The bag the old fuse is resting on gives away the next step a bit. When looked up in the NTE Cross Reference Search, 4283A brings up a modern part number replacement that happened to be stocked at my favorite local electronics shop, Vetco. It’s an NTE8139: 141°C, 15A thermal cut-off. That’s a definite part number! And it’s available in modern production. No need to worry about replacing it with a different part and changing the operation of a safety-critical circuit when an identical component will do!
This bears repeating: the air bag system down fuse in a first-generation Mazda Miata is an NTE8139.
The new fuse gets installed and soldered into place, wrapped again in the original flexible trace that covered it before. It’s very important to remember this is a heat-sensitive device, and you’re soldering to it. We only applied heat for about 10 seconds max at a time, and it was just barely enough to get it to take the solder. The first 10 seconds were a cold joint with the solder holding it in place, the second 10 seconds reflowed the cold joint to be a proper joint to ensure the fuse wouldn’t open up while it was being installed. If you overheat the thermal fuse, you’ll destroy it.

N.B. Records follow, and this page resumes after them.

//! Word-based chunking of cleaned document text.
//!
//! A word is a whitespace-delimited token. All strategies return an empty
//! vector for text without words.

use crate::error::ProcessError;
use serde::{Deserialize, Serialize};
use std::fmt;
use std::str::FromStr;

#[derive(Debug, Clone, Copy, PartialEq, Eq, Serialize, Deserialize, clap::ValueEnum)]
#[serde(rename_all = "snake_case")]
pub enum ChunkingStrategy {
    FixedSize,
    Semantic,
    Hybrid,
}

impl ChunkingStrategy {
    pub fn as_str(&self) -> &'static str {
        match self {
            ChunkingStrategy::FixedSize => "fixed_size",
            ChunkingStrategy::Semantic => "semantic",
            ChunkingStrategy::Hybrid => "hybrid",
        }
    }
}

impl fmt::Display for ChunkingStrategy {
    fn fmt(&self, f: &mut fmt::Formatter<'_>) -> fmt::Result {
        f.write_str(self.as_str())
    }
}

impl FromStr for ChunkingStrategy {
    type Err = ProcessError;

    fn from_str(s: &str) -> Result<Self, Self::Err> {
        match s.trim().to_ascii_lowercase().as_str() {
            "fixed_size" => Ok(ChunkingStrategy::FixedSize),
            "semantic" => Ok(ChunkingStrategy::Semantic),
            "hybrid" => Ok(ChunkingStrategy::Hybrid),
            other => Err(ProcessError::InvalidChunking(format!(
                "unknown chunking strategy: {other}"
            ))),
        }
    }
}

/// Strategy plus its word budget. `overlap` is ignored by the semantic strategy.
#[derive(Debug, Clone, Copy, PartialEq, Eq, Serialize, Deserialize)]
pub struct ChunkParams {
    pub strategy: ChunkingStrategy,
    pub chunk_size: usize,
    pub overlap: usize,
}

impl ChunkParams {
    pub fn new(strategy: ChunkingStrategy, chunk_size: usize, overlap: usize) -> Result<Self, ProcessError> {
        let params = Self {
            strategy,
            chunk_size,
            overlap,
        };
        params.validate()?;
        Ok(params)
    }

    pub fn validate(&self) -> Result<(), ProcessError> {
        if self.chunk_size == 0 {
            return Err(ProcessError::InvalidChunking(
                "chunk_size must be a positive integer".into(),
            ));
        }
        if self.overlap >= self.chunk_size {
            return Err(ProcessError::InvalidChunking(format!(
                "overlap ({}) must be smaller than chunk_size ({})",
                self.overlap, self.chunk_size
            )));
        }
        Ok(())
    }
}

#[derive(Debug, Clone, PartialEq, Eq, Serialize, Deserialize)]
#[serde(rename_all = "camelCase")]
pub struct Chunk {
    pub text: String,
    pub chunk_id: usize,
    pub word_count: usize,
    pub chunk_type: ChunkingStrategy,
    #[serde(default, skip_serializing_if = "Option::is_none")]
    pub start_word: Option<usize>,
    #[serde(default, skip_serializing_if = "Option::is_none")]
    pub end_word: Option<usize>,
    #[serde(default, skip_serializing_if = "Option::is_none")]
    pub sentence_count: Option<usize>,
    #[serde(default, skip_serializing_if = "Option::is_none")]
    pub parent_semantic_chunk_id: Option<usize>,
}

pub fn chunk_text(text: &str, params: &ChunkParams) -> Vec<Chunk> {
    match params.strategy {
        ChunkingStrategy::FixedSize => chunk_fixed_size(text, params.chunk_size, params.overlap),
        ChunkingStrategy::Semantic => chunk_semantic(text, params.chunk_size),
        ChunkingStrategy::Hybrid => chunk_hybrid(text, params.chunk_size, params.overlap),
    }
}

/// Sliding window of `chunk_size` words advancing by `chunk_size - overlap`.
///
/// Callers validate `overlap < chunk_size`; an out-of-range overlap is
/// clamped so the window always advances by at least one word.
pub fn chunk_fixed_size(text: &str, chunk_size: usize, overlap: usize) -> Vec<Chunk> {
    let words: Vec<&str> = text.split_whitespace().collect();
    if words.is_empty() {
        return Vec::new();
    }
    let chunk_size = chunk_size.max(1);

    if words.len() <= chunk_size {
        return vec![Chunk {
            text: text.trim().to_string(),
            chunk_id: 0,
            word_count: words.len(),
            chunk_type: ChunkingStrategy::FixedSize,
            start_word: Some(0),
            end_word: Some(words.len()),
            sentence_count: None,
            parent_semantic_chunk_id: None,
        }];
    }

    let step = chunk_size.saturating_sub(overlap).max(1);
    let mut chunks = Vec::new();
    let mut start = 0usize;
    while start < words.len() {
        let end = (start + chunk_size).min(words.len());
        chunks.push(Chunk {
            text: words[start..end].join(" "),
            chunk_id: chunks.len(),
            word_count: end - start,
            chunk_type: ChunkingStrategy::FixedSize,
            start_word: Some(start),
            end_word: Some(end),
            sentence_count: None,
            parent_semantic_chunk_id: None,
        });
        if start + chunk_size >= words.len() {
            break;
        }
        start += step;
    }
    chunks
}

/// Sentence-aware packing. Sentences are never split, so a single sentence
/// longer than `max_chunk_size` words ends up alone in its own chunk.
pub fn chunk_semantic(text: &str, max_chunk_size: usize) -> Vec<Chunk> {
    let mut chunks = Vec::new();
    let mut current: Vec<String> = Vec::new();
    let mut current_words = 0usize;

    for paragraph in text.split("\n\n") {
        if paragraph.trim().is_empty() {
            continue;
        }
        for sentence in split_sentences(paragraph) {
            let words = sentence.split_whitespace().count();
            if words == 0 {
                continue;
            }
            if !current.is_empty() && current_words + words > max_chunk_size {
                chunks.push(semantic_chunk(chunks.len(), &current, current_words));
                current.clear();
                current_words = 0;
            }
            current.push(sentence);
            current_words += words;
        }
    }

    if !current.is_empty() {
        chunks.push(semantic_chunk(chunks.len(), &current, current_words));
    }
    chunks
}

fn semantic_chunk(chunk_id: usize, sentences: &[String], word_count: usize) -> Chunk {
    Chunk {
        text: sentences.join(" "),
        chunk_id,
        word_count,
        chunk_type: ChunkingStrategy::Semantic,
        start_word: None,
        end_word: None,
        sentence_count: Some(sentences.len()),
        parent_semantic_chunk_id: None,
    }
}

/// Semantic chunking, then a fixed-size re-split of any chunk that is still
/// over budget. Ids are renumbered across the whole output.
pub fn chunk_hybrid(text: &str, max_chunk_size: usize, overlap: usize) -> Vec<Chunk> {
    let mut out = Vec::new();
    for chunk in chunk_semantic(text, max_chunk_size) {
        if chunk.word_count > max_chunk_size {
            let parent = chunk.chunk_id;
            for mut sub in chunk_fixed_size(&chunk.text, max_chunk_size, overlap) {
                sub.chunk_id = out.len();
                sub.chunk_type = ChunkingStrategy::Hybrid;
                sub.parent_semantic_chunk_id = Some(parent);
                out.push(sub);
            }
        } else {
            out.push(Chunk {
                chunk_id: out.len(),
                chunk_type: ChunkingStrategy::Hybrid,
                ..chunk
            });
        }
    }
    out
}

/// Splits at `.`, `!` or `?` followed by whitespace and then an uppercase
/// letter, a digit or the end of the text. Returns trimmed, non-empty pieces.
pub fn split_sentences(text: &str) -> Vec<String> {
    let chars: Vec<(usize, char)> = text.char_indices().collect();
    let mut sentences = Vec::new();
    let mut start = 0usize;

    let mut i = 0usize;
    while i < chars.len() {
        if matches!(chars[i].1, '.' | '!' | '?') {
            let mut j = i + 1;
            while j < chars.len() && matches!(chars[j].1, '.' | '!' | '?' | '"' | '\'' | ')') {
                j += 1;
            }
            let boundary = match chars.get(j) {
                None => true,
                Some((_, c)) if c.is_whitespace() => {
                    let mut k = j;
                    while k < chars.len() && chars[k].1.is_whitespace() {
                        k += 1;
                    }
                    match chars.get(k) {
                        None => true,
                        Some((_, next)) => next.is_uppercase() || next.is_ascii_digit(),
                    }
                }
                Some(_) => false,
            };
            if boundary {
                let end = chars.get(j).map(|(p, _)| *p).unwrap_or(text.len());
                let piece = text[start..end].trim();
                if !piece.is_empty() {
                    sentences.push(piece.to_string());
                }
                start = end;
                i = j;
                continue;
            }
        }
        i += 1;
    }

    let tail = text[start..].trim();
    if !tail.is_empty() {
        sentences.push(tail.to_string());
    }
    sentences
}
use super::{Extraction, ExtractionMethod, Extractor};
use crate::ocr::OcrBatchCoordinator;
use anyhow::Result;
use std::path::Path;

/// OCR over rendered pages; first in the PDF chain when enabled.
pub struct OcrExtractor {
    coordinator: OcrBatchCoordinator,
}

impl OcrExtractor {
    pub fn new(coordinator: OcrBatchCoordinator) -> Self {
        Self { coordinator }
    }
}

impl Extractor for OcrExtractor {
    fn method(&self) -> ExtractionMethod {
        ExtractionMethod::OcrBatch
    }

    fn extract(&self, path: &Path) -> Result<Extraction> {
        self.coordinator.extract(path)
    }
}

Finally, clip the extra-long leads down to size, reinstall the board in the housing, the housing in the car, and fire it up: The light came on briefly at the start like it should, then blinked off. NO CODES! The air bag system passed all self-diagnostics. We think it’s ready to protect him in the unlikely event of a collision, but there’s of course no way of testing that short of crashing the car. The controller thinks the system is fine, and the parts were replaced with identical new replacements, but full system functionality testing is impossible.
The total cost of the project was about $8 worth of parts, and a couple hours standing over a soldering iron.
This is a fairly straightforward rework job, but you must take special care to not overheat the thermal fuse when installing the replacement or it will fail. I’d recommend using an a solder clip or other heat-sink between the terminal and the fuse body, and it really helped to have two pairs of hands working on this to hold the fuse in place while the other person soldered. If you don’t have a friend who can hold it in place, definitely use a soldering assist device.
And remember, use this information at your own risk. You should not attempt this repair yourself, and KF7LZE is not responsible for the consequences of failing to follow these warnings.